┌────────

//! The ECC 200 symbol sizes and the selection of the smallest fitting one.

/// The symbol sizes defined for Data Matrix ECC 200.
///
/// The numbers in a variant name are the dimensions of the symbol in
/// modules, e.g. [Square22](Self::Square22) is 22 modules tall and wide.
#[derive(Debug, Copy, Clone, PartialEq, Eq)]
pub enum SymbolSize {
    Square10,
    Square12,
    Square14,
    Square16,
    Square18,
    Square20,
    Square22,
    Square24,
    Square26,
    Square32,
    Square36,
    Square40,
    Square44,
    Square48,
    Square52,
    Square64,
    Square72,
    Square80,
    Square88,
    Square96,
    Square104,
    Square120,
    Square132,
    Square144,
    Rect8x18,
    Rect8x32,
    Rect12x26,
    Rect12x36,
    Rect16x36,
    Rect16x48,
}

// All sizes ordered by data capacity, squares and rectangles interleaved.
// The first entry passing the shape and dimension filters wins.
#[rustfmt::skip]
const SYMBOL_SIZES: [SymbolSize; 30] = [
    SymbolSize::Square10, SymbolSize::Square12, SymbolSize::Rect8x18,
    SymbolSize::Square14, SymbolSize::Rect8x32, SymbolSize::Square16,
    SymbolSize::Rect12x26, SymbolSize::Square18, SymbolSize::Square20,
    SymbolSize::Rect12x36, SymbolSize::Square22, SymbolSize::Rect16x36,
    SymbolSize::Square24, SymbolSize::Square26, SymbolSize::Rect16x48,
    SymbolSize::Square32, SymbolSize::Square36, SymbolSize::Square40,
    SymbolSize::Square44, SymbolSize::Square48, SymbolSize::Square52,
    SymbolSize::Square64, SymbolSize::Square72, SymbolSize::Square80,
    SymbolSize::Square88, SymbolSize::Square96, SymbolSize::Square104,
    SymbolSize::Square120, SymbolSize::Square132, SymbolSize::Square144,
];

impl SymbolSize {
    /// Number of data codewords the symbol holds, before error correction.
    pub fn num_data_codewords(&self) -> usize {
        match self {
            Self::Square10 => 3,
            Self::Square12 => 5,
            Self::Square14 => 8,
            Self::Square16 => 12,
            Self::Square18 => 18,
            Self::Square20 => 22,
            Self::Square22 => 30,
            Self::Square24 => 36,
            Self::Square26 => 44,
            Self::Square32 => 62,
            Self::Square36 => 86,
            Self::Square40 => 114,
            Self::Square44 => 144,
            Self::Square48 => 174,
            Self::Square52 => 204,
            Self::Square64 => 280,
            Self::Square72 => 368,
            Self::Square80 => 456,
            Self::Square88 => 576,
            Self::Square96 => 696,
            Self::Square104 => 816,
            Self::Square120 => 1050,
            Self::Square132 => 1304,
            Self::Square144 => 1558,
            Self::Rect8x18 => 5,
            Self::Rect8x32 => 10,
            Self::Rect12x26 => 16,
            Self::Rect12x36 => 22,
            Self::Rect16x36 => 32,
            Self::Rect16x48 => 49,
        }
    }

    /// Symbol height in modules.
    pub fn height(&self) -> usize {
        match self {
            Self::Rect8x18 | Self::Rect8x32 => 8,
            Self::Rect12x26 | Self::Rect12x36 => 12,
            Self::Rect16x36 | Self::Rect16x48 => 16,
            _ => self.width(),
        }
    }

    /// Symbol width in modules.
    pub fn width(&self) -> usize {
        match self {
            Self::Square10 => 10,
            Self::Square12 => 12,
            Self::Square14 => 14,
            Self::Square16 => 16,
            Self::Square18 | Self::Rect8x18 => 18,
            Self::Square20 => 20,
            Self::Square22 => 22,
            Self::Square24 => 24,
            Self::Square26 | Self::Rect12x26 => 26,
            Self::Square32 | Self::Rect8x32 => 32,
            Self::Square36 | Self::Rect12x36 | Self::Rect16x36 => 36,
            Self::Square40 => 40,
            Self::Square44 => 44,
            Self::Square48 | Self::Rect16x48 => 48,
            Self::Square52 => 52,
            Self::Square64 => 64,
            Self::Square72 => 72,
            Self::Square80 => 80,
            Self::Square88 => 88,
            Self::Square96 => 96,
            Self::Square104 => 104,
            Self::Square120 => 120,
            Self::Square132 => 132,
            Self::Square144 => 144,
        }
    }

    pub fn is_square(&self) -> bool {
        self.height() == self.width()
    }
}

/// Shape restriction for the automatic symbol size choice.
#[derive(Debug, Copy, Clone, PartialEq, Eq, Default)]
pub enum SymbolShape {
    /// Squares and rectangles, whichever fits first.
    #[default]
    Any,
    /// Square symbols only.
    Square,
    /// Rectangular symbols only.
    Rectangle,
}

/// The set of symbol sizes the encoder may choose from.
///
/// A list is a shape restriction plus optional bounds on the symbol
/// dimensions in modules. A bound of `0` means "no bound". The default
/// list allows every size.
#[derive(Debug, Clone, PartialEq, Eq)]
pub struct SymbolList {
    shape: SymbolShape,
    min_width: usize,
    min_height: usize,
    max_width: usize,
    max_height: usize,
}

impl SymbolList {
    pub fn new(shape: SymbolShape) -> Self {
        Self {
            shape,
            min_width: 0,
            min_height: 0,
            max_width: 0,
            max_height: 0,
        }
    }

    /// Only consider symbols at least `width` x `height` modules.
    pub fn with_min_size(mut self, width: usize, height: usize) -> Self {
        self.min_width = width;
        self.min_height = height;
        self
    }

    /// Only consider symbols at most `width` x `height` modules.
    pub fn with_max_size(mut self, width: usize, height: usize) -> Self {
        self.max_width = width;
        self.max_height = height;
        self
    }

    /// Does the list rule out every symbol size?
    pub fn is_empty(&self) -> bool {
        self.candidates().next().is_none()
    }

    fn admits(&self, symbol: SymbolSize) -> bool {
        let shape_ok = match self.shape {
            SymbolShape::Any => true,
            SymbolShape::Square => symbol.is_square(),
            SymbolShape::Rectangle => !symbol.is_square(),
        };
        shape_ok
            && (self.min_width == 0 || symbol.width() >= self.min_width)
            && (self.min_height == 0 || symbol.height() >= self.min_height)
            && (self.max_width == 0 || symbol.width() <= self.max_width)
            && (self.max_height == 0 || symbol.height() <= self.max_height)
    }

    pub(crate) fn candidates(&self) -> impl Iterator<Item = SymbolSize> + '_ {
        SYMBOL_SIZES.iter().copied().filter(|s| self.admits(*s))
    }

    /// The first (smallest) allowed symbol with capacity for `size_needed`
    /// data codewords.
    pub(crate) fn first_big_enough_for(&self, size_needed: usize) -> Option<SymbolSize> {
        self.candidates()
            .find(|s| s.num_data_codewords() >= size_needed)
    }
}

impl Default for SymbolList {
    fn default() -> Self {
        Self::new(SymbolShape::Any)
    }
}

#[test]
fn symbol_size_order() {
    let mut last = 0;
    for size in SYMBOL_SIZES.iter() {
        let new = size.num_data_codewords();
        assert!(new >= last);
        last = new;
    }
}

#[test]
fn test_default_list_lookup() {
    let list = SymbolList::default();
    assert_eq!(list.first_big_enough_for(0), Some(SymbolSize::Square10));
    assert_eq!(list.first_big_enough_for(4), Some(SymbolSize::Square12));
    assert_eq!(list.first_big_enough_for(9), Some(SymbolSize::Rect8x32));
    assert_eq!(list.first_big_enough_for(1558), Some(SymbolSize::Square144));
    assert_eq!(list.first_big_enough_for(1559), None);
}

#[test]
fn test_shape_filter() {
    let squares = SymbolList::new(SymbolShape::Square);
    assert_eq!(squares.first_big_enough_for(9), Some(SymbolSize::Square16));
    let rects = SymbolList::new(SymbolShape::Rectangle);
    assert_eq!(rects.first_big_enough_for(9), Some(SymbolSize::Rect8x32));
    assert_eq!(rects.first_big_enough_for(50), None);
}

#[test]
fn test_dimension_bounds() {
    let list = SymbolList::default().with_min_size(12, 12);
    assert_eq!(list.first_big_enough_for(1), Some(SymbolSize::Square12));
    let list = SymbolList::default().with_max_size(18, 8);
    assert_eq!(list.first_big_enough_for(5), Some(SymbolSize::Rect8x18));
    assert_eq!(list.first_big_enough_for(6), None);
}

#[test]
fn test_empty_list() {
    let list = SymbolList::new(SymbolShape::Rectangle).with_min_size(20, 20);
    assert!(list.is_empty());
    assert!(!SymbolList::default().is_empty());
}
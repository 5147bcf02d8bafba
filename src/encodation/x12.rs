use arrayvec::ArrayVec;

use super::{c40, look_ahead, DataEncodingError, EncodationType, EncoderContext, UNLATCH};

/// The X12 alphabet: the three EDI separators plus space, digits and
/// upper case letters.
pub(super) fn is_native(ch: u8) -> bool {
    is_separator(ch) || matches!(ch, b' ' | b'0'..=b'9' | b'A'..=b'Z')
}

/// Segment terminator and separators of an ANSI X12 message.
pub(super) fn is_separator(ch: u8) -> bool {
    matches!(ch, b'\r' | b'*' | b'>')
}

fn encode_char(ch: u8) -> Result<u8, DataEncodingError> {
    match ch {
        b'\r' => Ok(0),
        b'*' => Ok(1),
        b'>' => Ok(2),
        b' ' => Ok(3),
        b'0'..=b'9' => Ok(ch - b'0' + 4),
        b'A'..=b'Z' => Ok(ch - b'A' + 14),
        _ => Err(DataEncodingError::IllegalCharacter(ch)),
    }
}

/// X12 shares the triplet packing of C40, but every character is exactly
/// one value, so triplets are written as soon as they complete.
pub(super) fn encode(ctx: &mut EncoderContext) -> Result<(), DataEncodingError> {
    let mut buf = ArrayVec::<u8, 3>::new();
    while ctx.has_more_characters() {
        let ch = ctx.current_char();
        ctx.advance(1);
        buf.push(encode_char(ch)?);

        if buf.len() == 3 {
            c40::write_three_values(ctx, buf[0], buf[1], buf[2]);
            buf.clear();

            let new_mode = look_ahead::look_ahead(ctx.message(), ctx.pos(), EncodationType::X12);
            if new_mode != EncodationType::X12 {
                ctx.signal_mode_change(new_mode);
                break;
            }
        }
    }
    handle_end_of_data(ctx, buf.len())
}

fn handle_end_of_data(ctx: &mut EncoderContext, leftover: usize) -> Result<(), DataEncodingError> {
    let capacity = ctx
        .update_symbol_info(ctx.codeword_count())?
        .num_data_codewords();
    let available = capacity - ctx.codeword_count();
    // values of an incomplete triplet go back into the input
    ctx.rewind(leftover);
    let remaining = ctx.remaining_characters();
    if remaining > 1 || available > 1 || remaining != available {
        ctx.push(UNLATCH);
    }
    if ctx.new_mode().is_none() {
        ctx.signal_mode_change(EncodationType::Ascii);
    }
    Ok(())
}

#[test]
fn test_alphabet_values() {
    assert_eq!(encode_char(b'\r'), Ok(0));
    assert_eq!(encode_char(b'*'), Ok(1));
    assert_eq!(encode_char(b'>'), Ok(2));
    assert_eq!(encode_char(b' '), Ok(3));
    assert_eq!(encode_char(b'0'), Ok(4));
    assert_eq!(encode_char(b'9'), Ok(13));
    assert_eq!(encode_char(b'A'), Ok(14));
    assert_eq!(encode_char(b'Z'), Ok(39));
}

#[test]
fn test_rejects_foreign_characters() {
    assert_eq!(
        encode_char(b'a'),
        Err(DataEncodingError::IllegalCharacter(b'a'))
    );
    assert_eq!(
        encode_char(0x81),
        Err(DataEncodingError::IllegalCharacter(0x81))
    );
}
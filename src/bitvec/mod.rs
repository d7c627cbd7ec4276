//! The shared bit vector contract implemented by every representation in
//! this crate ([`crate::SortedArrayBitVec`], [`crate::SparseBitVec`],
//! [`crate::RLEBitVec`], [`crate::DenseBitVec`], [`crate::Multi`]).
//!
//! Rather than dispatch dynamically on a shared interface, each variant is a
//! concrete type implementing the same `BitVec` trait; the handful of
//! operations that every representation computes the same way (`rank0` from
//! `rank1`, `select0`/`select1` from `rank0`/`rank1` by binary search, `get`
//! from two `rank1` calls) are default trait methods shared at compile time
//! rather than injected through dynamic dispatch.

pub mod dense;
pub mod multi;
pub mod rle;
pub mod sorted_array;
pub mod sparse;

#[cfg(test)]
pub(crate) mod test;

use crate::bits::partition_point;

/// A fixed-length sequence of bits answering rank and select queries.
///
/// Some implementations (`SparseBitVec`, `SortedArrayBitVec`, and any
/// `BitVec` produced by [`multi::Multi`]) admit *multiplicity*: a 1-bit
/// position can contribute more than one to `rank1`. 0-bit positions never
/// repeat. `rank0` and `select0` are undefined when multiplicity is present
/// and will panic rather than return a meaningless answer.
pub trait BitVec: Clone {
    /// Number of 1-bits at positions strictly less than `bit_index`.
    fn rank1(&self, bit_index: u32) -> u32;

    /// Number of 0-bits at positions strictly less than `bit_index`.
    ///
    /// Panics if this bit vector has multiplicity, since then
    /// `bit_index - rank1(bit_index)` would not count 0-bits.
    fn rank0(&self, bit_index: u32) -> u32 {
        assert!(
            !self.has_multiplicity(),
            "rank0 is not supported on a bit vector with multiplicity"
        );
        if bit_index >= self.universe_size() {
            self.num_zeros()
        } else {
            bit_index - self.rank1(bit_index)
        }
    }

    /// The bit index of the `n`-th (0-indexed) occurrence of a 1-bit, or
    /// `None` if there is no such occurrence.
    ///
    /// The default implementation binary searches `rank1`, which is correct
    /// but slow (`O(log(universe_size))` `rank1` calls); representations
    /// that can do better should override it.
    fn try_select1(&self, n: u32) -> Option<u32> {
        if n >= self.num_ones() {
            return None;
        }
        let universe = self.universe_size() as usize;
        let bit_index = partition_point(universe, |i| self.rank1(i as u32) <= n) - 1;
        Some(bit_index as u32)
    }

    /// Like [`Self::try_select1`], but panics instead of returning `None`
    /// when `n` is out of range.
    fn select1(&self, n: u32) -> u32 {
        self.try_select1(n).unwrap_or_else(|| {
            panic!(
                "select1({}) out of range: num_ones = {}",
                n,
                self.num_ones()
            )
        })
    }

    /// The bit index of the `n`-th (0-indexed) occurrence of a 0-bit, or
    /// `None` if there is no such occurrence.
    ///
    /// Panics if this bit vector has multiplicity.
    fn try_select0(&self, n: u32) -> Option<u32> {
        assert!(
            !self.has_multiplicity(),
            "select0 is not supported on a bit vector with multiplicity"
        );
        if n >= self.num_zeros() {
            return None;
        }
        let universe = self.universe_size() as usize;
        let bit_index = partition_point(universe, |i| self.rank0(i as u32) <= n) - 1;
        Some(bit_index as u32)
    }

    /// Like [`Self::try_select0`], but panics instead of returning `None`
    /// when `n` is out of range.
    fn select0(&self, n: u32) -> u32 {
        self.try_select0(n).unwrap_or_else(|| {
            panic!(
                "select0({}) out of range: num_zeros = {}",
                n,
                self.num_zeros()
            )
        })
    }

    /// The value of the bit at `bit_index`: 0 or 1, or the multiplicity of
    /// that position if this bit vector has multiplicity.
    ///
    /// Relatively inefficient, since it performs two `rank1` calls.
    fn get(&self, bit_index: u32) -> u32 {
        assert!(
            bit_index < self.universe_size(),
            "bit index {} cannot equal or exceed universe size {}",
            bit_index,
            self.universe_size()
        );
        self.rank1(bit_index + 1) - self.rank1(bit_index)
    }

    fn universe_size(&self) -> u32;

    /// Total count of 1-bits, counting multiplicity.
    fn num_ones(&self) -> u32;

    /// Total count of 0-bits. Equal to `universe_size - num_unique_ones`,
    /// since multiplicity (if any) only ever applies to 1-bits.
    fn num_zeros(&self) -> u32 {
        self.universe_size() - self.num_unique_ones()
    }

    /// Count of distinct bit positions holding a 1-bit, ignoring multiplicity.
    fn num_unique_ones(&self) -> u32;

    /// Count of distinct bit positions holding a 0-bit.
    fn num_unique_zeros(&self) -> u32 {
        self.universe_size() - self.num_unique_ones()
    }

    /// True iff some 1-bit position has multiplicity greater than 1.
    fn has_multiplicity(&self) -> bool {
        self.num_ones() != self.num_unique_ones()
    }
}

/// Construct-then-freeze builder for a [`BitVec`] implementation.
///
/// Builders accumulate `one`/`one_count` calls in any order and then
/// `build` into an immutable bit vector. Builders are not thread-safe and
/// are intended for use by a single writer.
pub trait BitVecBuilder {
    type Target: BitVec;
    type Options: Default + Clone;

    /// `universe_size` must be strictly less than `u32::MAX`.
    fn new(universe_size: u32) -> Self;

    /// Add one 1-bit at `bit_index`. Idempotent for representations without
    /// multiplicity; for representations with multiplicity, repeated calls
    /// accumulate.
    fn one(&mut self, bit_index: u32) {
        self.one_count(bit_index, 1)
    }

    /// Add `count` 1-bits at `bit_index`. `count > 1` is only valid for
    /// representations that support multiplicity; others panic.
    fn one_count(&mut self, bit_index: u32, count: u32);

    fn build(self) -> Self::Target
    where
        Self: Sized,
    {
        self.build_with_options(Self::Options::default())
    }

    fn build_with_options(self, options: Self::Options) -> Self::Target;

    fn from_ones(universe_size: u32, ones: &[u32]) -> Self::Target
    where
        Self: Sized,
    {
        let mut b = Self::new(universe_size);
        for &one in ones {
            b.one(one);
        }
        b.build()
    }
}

└────────

Work to complete
Taking the material above, extract exactly and only the lines from the line with "self.max_height = height;" to the line with "let list = SymbolList::default();", inclusive of both.

Answer to this task
        self.max_height = height;
        self
    }

    /// Does the list rule out every symbol size?
    pub fn is_empty(&self) -> bool {
        self.candidates().next().is_none()
    }

    fn admits(&self, symbol: SymbolSize) -> bool {
        let shape_ok = match self.shape {
            SymbolShape::Any => true,
            SymbolShape::Square => symbol.is_square(),
            SymbolShape::Rectangle => !symbol.is_square(),
        };
        shape_ok
            && (self.min_width == 0 || symbol.width() >= self.min_width)
            && (self.min_height == 0 || symbol.height() >= self.min_height)
            && (self.max_width == 0 || symbol.width() <= self.max_width)
            && (self.max_height == 0 || symbol.height() <= self.max_height)
    }

    pub(crate) fn candidates(&self) -> impl Iterator<Item = SymbolSize> + '_ {
        SYMBOL_SIZES.iter().copied().filter(|s| self.admits(*s))
    }

    /// The first (smallest) allowed symbol with capacity for `size_needed`
    /// data codewords.
    pub(crate) fn first_big_enough_for(&self, size_needed: usize) -> Option<SymbolSize> {
        self.candidates()
            .find(|s| s.num_data_codewords() >= size_needed)
    }
}

impl Default for SymbolList {
    fn default() -> Self {
        Self::new(SymbolShape::Any)
    }
}

#[test]
fn symbol_size_order() {
    let mut last = 0;
    for size in SYMBOL_SIZES.iter() {
        let new = size.num_data_codewords();
        assert!(new >= last);
        last = new;
    }
}

#[test]
fn test_default_list_lookup() {
    let list = SymbolList::default();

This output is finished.